▶ ACTIVITY
Below are entries; output exactly the lines from the one with "or one without" to the one with "else if l >", both included, and nothing else.

[Stored items]
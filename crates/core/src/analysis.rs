//! Lightness classification, per-color reports and whole-palette summaries.
//!
//! Classification uses LCh lightness, which tracks perceived brightness far
//! better than HSV value or raw channel averages.

use serde::Serialize;

use crate::color::{rgb_to_hsv, rgb_to_lch, Hsv, Lch, Rgb};
use crate::error::PaletteError;
use crate::params::Theme;

/// Default upper bound for a "dark" color.
pub const DARK_THRESHOLD: f64 = 35.0;
/// Default lower bound for a "light" color.
pub const LIGHT_THRESHOLD: f64 = 65.0;

/// Three-way lightness class.
#[derive(Debug, Clone, Copy, PartialEq, Eq, Hash, Serialize)]
#[serde(rename_all = "lowercase")]
pub enum Lightness {
    Dark,
    Medium,
    Light,
}

/// Parses a color that must carry a leading `#`.
fn parse_prefixed(hex: &str) -> Result<Rgb, PaletteError> {
    if !hex.starts_with('#') {
        return Err(PaletteError::InvalidFormat(format!(
            "hex color must start with '#', got '{hex}'"
        )));
    }
    Rgb::from_hex(hex)
}

/// Whether the color's LCh lightness is below `threshold`.
///
/// The string must start with `#`.
pub fn is_color_dark(hex: &str, threshold: f64) -> Result<bool, PaletteError> {
    Ok(rgb_to_lch(parse_prefixed(hex)?).l < threshold)
}

/// Classifies a color as dark (`L < dark_threshold`), light
/// (`L > light_threshold`) or medium.
///
/// # Errors
///
/// `InvalidParameter` unless both thresholds lie in `[0, 100]` with
/// `dark_threshold < light_threshold`; `InvalidFormat` for a malformed color
/// or one without a leading `#`.
pub fn classify_color_lightness(
    hex: &str,
    dark_threshold: f64,
    light_threshold: f64,
) -> Result<Lightness, PaletteError> {
    for (name, value) in [("dark_threshold", dark_threshold), ("light_threshold", light_threshold)] {
        if !(0.0..=100.0).contains(&value) {
            return Err(PaletteError::InvalidParameter(format!(
                "{name} must be within 0-100, got {value}"
            )));
        }
    }
    if dark_threshold >= light_threshold {
        return Err(PaletteError::InvalidParameter(format!(
            "dark_threshold ({dark_threshold}) must be < light_threshold ({light_threshold})"
        )));
    }
    let l = rgb_to_lch(parse_prefixed(hex)?).l;
    Ok(if l < dark_threshold {
        Lightness::Dark
    } else if l > light_threshold {
        Lightness::Light
    } else {
        Lightness::Medium
    })
}

/// Whether the color clearly belongs to `theme`'s role: dark colors for
/// [`Theme::Dark`], light colors for [`Theme::Light`]. Medium colors suit neither.
pub fn is_color_suitable_for_theme(hex: &str, theme: Theme) -> Result<bool, PaletteError> {
    let class = classify_color_lightness(hex, DARK_THRESHOLD, LIGHT_THRESHOLD)?;
    Ok(matches!(
        (theme, class),
        (Theme::Dark, Lightness::Dark) | (Theme::Light, Lightness::Light)
    ))
}

/// One color in every representation the engine uses.
#[derive(Debug, Clone, Copy, PartialEq, Serialize)]
pub struct ColorInfo {
    pub hex: Rgb,
    pub rgb: (u8, u8, u8),
    /// Hue in turns.
    pub hsv: (f64, f64, f64),
    /// Hue in degrees.
    pub hsv_degrees: (f64, f64, f64),
    pub lch: (f64, f64, f64),
}

impl ColorInfo {
    pub fn from_rgb(rgb: Rgb) -> Self {
        let Hsv { h, s, v } = rgb_to_hsv(rgb);
        let Lch { l, c, h: lch_h } = rgb_to_lch(rgb);
        Self {
            hex: rgb,
            rgb: (rgb.r, rgb.g, rgb.b),
            hsv: (h, s, v),
            hsv_degrees: (h * 360.0, s, v),
            lch: (l, c, lch_h),
        }
    }

    pub fn from_hex(hex: &str) -> Result<Self, PaletteError> {
        Rgb::from_hex(hex).map(Self::from_rgb)
    }
}

/// Brightness of one color measured three ways.
#[derive(Debug, Clone, Copy, PartialEq, Serialize)]
pub struct BrightnessInfo {
    pub hex: Rgb,
    pub lch_lightness: f64,
    /// BT.709 weights over the gamma-encoded channels.
    pub rgb_luminance: f64,
    pub hsv_value: f64,
    pub is_dark_lch: bool,
    pub is_dark_luminance: bool,
    pub is_dark_hsv: bool,
}

impl BrightnessInfo {
    pub fn from_rgb(rgb: Rgb) -> Self {
        let lch_lightness = rgb_to_lch(rgb).l;
        let hsv_value = rgb_to_hsv(rgb).v;
        let rgb_luminance = 0.2126 * f64::from(rgb.r) / 255.0
            + 0.7152 * f64::from(rgb.g) / 255.0
            + 0.0722 * f64::from(rgb.b) / 255.0;
        Self {
            hex: rgb,
            lch_lightness,
            rgb_luminance,
            hsv_value,
            is_dark_lch: lch_lightness < 50.0,
            is_dark_luminance: rgb_luminance < 0.5,
            is_dark_hsv: hsv_value < 0.5,
        }
    }

    pub fn from_hex(hex: &str) -> Result<Self, PaletteError> {
        Rgb::from_hex(hex).map(Self::from_rgb)
    }
}

/// Minimum, maximum and mean of one channel across a palette.
#[derive(Debug, Clone, Copy, PartialEq, Serialize)]
pub struct ChannelSummary {
    pub min: f64,
    pub max: f64,
    pub average: f64,
}

impl ChannelSummary {
    /// `None` for an empty sequence.
    fn of(values: impl Iterator<Item = f64> + Clone) -> Option<Self> {
        let count = values.clone().count();
        if count == 0 {
            return None;
        }
        Some(Self {
            min: values.clone().fold(f64::INFINITY, f64::min),
            max: values.clone().fold(f64::NEG_INFINITY, f64::max),
            average: values.sum::<f64>() / count as f64,
        })
    }
}

/// One palette entry in the hue-sorted progression.
#[derive(Debug, Clone, Copy, PartialEq, Serialize)]
pub struct HueEntry {
    /// Position in the input palette.
    pub index: usize,
    pub hex: Rgb,
    pub lightness: f64,
    pub chroma: f64,
    pub hue: f64,
}

/// Overall LCh and HSV character of a palette.
#[derive(Debug, Clone, PartialEq, Serialize)]
pub struct PaletteCharacteristics {
    pub count: usize,
    pub lightness: ChannelSummary,
    pub chroma: ChannelSummary,
    /// Lowest and highest LCh hue, in degrees.
    pub hue_range: (f64, f64),
    /// Entries sorted by LCh hue; ties keep input order.
    pub hue_progression: Vec<HueEntry>,
    pub average_saturation: f64,
    pub average_brightness: f64,
}

impl PaletteCharacteristics {
    /// Summarizes `colors`. Returns `None` for an empty palette.
    pub fn from_colors(colors: &[Rgb]) -> Option<Self> {
        let mut entries: Vec<HueEntry> = colors
            .iter()
            .enumerate()
            .map(|(index, &hex)| {
                let Lch { l, c, h } = rgb_to_lch(hex);
                HueEntry {
                    index,
                    hex,
                    lightness: l,
                    chroma: c,
                    hue: h,
                }
            })
            .collect();
        let lightness = ChannelSummary::of(entries.iter().map(|e| e.lightness))?;
        let chroma = ChannelSummary::of(entries.iter().map(|e| e.chroma))?;
        let hue = ChannelSummary::of(entries.iter().map(|e| e.hue))?;
        entries.sort_by(|a, b| a.hue.total_cmp(&b.hue));

        let n = colors.len() as f64;
        let hsv: Vec<Hsv> = colors.iter().map(|&rgb| rgb_to_hsv(rgb)).collect();
        Some(Self {
            count: colors.len(),
            lightness,
            chroma,
            hue_range: (hue.min, hue.max),
            hue_progression: entries,
            average_saturation: hsv.iter().map(|c| c.s).sum::<f64>() / n,
            average_brightness: hsv.iter().map(|c| c.v).sum::<f64>() / n,
        })
    }

    /// Parses and summarizes hex colors.
    ///
    /// # Errors
    ///
    /// `InvalidFormat` for any malformed color, `InvalidParameter` for an
    /// empty palette.
    pub fn from_hex<S: AsRef<str>>(colors: &[S]) -> Result<Self, PaletteError> {
        let parsed = colors
            .iter()
            .map(|c| Rgb::from_hex(c.as_ref()))
            .collect::<Result<Vec<_>, _>>()?;
        Self::from_colors(&parsed)
            .ok_or_else(|| PaletteError::InvalidParameter("palette has no colors".into()))
    }

    /// Lowest LCh hue, the natural starting hue for a palette that mimics this one.
    pub fn start_hue(&self) -> f64 {
        self.hue_range.0
    }
}
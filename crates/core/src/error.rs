//! Error types for the palette engine.

use thiserror::Error;

/// Errors produced by color parsing, interpolation and palette generation.
///
/// Out-of-gamut intermediate values are never reported here: they are
/// absorbed by the gamut mapping fallbacks in [`crate::gamut`].
#[derive(Debug, Clone, PartialEq, Error)]
pub enum PaletteError {
    /// A hex color string was not exactly six hexadecimal digits.
    #[error("invalid color format: {0}")]
    InvalidFormat(String),

    /// A numeric parameter was out of range (step count, exponent, target Delta E, ...).
    #[error("invalid parameter: {0}")]
    InvalidParameter(String),

    /// An interpolation method or adjustment strategy name was not recognized.
    #[error("unsupported method: {0}")]
    UnsupportedMethod(String),
}

#[cfg(test)]
mod tests {
    use super::*;

    #[test]
    fn invalid_format_includes_message() {
        let err = PaletteError::InvalidFormat("#12345".into());
        let msg = format!("{err}");
        assert!(msg.contains("#12345"), "missing input in: {msg}");
        assert!(msg.contains("format"), "missing kind in: {msg}");
    }

    #[test]
    fn invalid_parameter_includes_message() {
        let err = PaletteError::InvalidParameter("steps must be >= 1, got 0".into());
        let msg = format!("{err}");
        assert!(msg.contains("steps"), "missing parameter name in: {msg}");
        assert!(msg.contains('0'), "missing value in: {msg}");
    }

    #[test]
    fn unsupported_method_includes_name() {
        let err = PaletteError::UnsupportedMethod("bezier".into());
        let msg = format!("{err}");
        assert!(msg.contains("bezier"), "missing method name in: {msg}");
    }

    #[test]
    fn palette_error_is_send_and_sync() {
        fn assert_send_sync<T: Send + Sync>() {}
        assert_send_sync::<PaletteError>();
    }

    #[test]
    fn palette_error_implements_std_error() {
        fn assert_std_error<T: std::error::Error>() {}
        assert_std_error::<PaletteError>();
    }
}
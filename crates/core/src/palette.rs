//! Labelled palettes with a fixed step schema per kind.
//!
//! A palette is an ordered list of colors keyed by step labels (`B0`, `B10`,
//! ...). The order encodes the lightness or hue progression and is kept in
//! serialization.

use serde::ser::{Serialize, SerializeMap, Serializer};

use crate::color::Rgb;
use crate::error::PaletteError;

/// Which label schema a palette follows.
#[derive(Debug, Clone, Copy, PartialEq, Eq, Hash)]
pub enum PaletteKind {
    /// 16 colors, `B0`..`B150`, black to white.
    Gradient,
    /// 12 colors, `B10`..`B120`.
    Group,
    /// 16 colors, `B10`..`B160`.
    Syntax,
    /// `n` colors, `B0`..`B{10(n-1)}`.
    Steps(usize),
}

impl PaletteKind {
    /// Number of colors this kind holds.
    pub fn len(self) -> usize {
        match self {
            PaletteKind::Gradient | PaletteKind::Syntax => 16,
            PaletteKind::Group => 12,
            PaletteKind::Steps(n) => n,
        }
    }

    pub fn is_empty(self) -> bool {
        self.len() == 0
    }

    fn first_step(self) -> usize {
        match self {
            PaletteKind::Gradient | PaletteKind::Steps(_) => 0,
            PaletteKind::Group | PaletteKind::Syntax => 10,
        }
    }

    /// Label for position `index`, or `None` past the end.
    pub fn label(self, index: usize) -> Option<String> {
        (index < self.len()).then(|| format!("B{}", self.first_step() + 10 * index))
    }

    /// All labels in order.
    pub fn labels(self) -> Vec<String> {
        (0..self.len())
            .map(|i| format!("B{}", self.first_step() + 10 * i))
            .collect()
    }
}

/// An ordered, labelled set of colors.
#[derive(Debug, Clone, PartialEq, Eq)]
pub struct Palette {
    kind: PaletteKind,
    colors: Vec<Rgb>,
}

impl Palette {
    /// Wraps `colors` under the label schema of `kind`.
    ///
    /// Fails with `InvalidParameter` when the number of colors does not match
    /// the kind, or when there are no colors at all.
    pub fn new(kind: PaletteKind, colors: Vec<Rgb>) -> Result<Self, PaletteError> {
        if colors.is_empty() {
            return Err(PaletteError::InvalidParameter(
                "palette requires at least 1 color".to_string(),
            ));
        }
        if colors.len() != kind.len() {
            return Err(PaletteError::InvalidParameter(format!(
                "{kind:?} palette needs {} colors, got {}",
                kind.len(),
                colors.len()
            )));
        }
        Ok(Self { kind, colors })
    }

    /// Parses each hex string and wraps the result like [`Palette::new`].
    pub fn from_hex<S: AsRef<str>>(kind: PaletteKind, hexes: &[S]) -> Result<Self, PaletteError> {
        let colors = hexes
            .iter()
            .map(|h| Rgb::from_hex(h.as_ref()))
            .collect::<Result<Vec<_>, _>>()?;
        Self::new(kind, colors)
    }

    pub fn kind(&self) -> PaletteKind {
        self.kind
    }

    pub fn len(&self) -> usize {
        self.colors.len()
    }

    /// Always false for a constructed palette.
    pub fn is_empty(&self) -> bool {
        self.colors.is_empty()
    }

    pub fn colors(&self) -> &[Rgb] {
        &self.colors
    }

    /// Looks up a color by step label, e.g. `"B40"`.
    pub fn get(&self, label: &str) -> Option<Rgb> {
        let step: usize = label.strip_prefix('B')?.parse().ok()?;
        let offset = step.checked_sub(self.kind.first_step())?;
        if offset % 10 != 0 {
            return None;
        }
        self.colors.get(offset / 10).copied()
    }

    /// `(label, color)` pairs in order.
    pub fn iter(&self) -> impl Iterator<Item = (String, Rgb)> + '_ {
        self.kind.labels().into_iter().zip(self.colors.iter().copied())
    }

    pub fn labels(&self) -> Vec<String> {
        self.kind.labels()
    }

    /// Colors as uppercase `#RRGGBB` strings.
    pub fn hexes(&self) -> Vec<String> {
        self.colors.iter().map(|c| c.to_hex()).collect()
    }
}

impl Serialize for Palette {
    fn serialize<S: Serializer>(&self, serializer: S) -> Result<S::Ok, S::Error> {
        let mut map = serializer.serialize_map(Some(self.colors.len()))?;
        for (label, color) in self.iter() {
            map.serialize_entry(&label, &color)?;
        }
        map.end()
    }
}
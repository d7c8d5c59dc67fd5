//! Sixteen-color syntax highlighting palettes from one seed color.

use crate::color::{lch_to_hex, rgb_to_lch, Lch, Rgb};
use crate::error::PaletteError;
use crate::gamut::{adjust_lch_to_gamut, Preserve};
use crate::generate::golden_hue;
use crate::hue_table::chroma_boost;

/// Number of colors in a syntax palette (`B10`..`B160`).
pub const SYNTAX_SIZE: usize = 16;

const LIGHTNESS_RANGE: (f64, f64) = (40.0, 80.0);
const CHROMA_RANGE: (f64, f64) = (40.0, 90.0);

/// Target LCh for entry `index` of a syntax palette built around `seed`.
///
/// Hue advances by golden-ratio steps from the seed's hue. Lightness swings
/// ±15 around the seed's on a `sin(1.8 i)` wave, chroma scales the seed's by
/// `0.8 + 0.4 cos(0.9 i)` and the hue boost; both are clamped to legible
/// ranges. No gamut mapping yet.
pub fn syntax_target(seed: Lch, index: usize) -> Lch {
    let i = index as f64;
    let hue = golden_hue(seed.h, index);
    let lightness =
        (seed.l + 15.0 * (i * 1.8).sin()).clamp(LIGHTNESS_RANGE.0, LIGHTNESS_RANGE.1);
    let chroma = (seed.c * chroma_boost(hue) * (0.8 + 0.4 * (i * 0.9).cos()))
        .clamp(CHROMA_RANGE.0, CHROMA_RANGE.1);
    Lch::new(lightness, chroma, hue)
}

/// Builds a 16-color syntax palette whose first hue is the seed's own.
pub fn generate_syntax_palette(seed_hex: &str) -> Result<Vec<String>, PaletteError> {
    let seed = rgb_to_lch(Rgb::from_hex(seed_hex)?);
    Ok((0..SYNTAX_SIZE)
        .map(|i| lch_to_hex(adjust_lch_to_gamut(syntax_target(seed, i), Preserve::Lightness)))
        .collect())
}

▶ RESULT
/// or one without a leading `#`.
pub fn classify_color_lightness(
    hex: &str,
    dark_threshold: f64,
    light_threshold: f64,
) -> Result<Lightness, PaletteError> {
    for (name, value) in [("dark_threshold", dark_threshold), ("light_threshold", light_threshold)] {
        if !(0.0..=100.0).contains(&value) {
            return Err(PaletteError::InvalidParameter(format!(
                "{name} must be within 0-100, got {value}"
            )));
        }
    }
    if dark_threshold >= light_threshold {
        return Err(PaletteError::InvalidParameter(format!(
            "dark_threshold ({dark_threshold}) must be < light_threshold ({light_threshold})"
        )));
    }
    let l = rgb_to_lch(parse_prefixed(hex)?).l;
    Ok(if l < dark_threshold {
        Lightness::Dark
    } else if l > light_threshold {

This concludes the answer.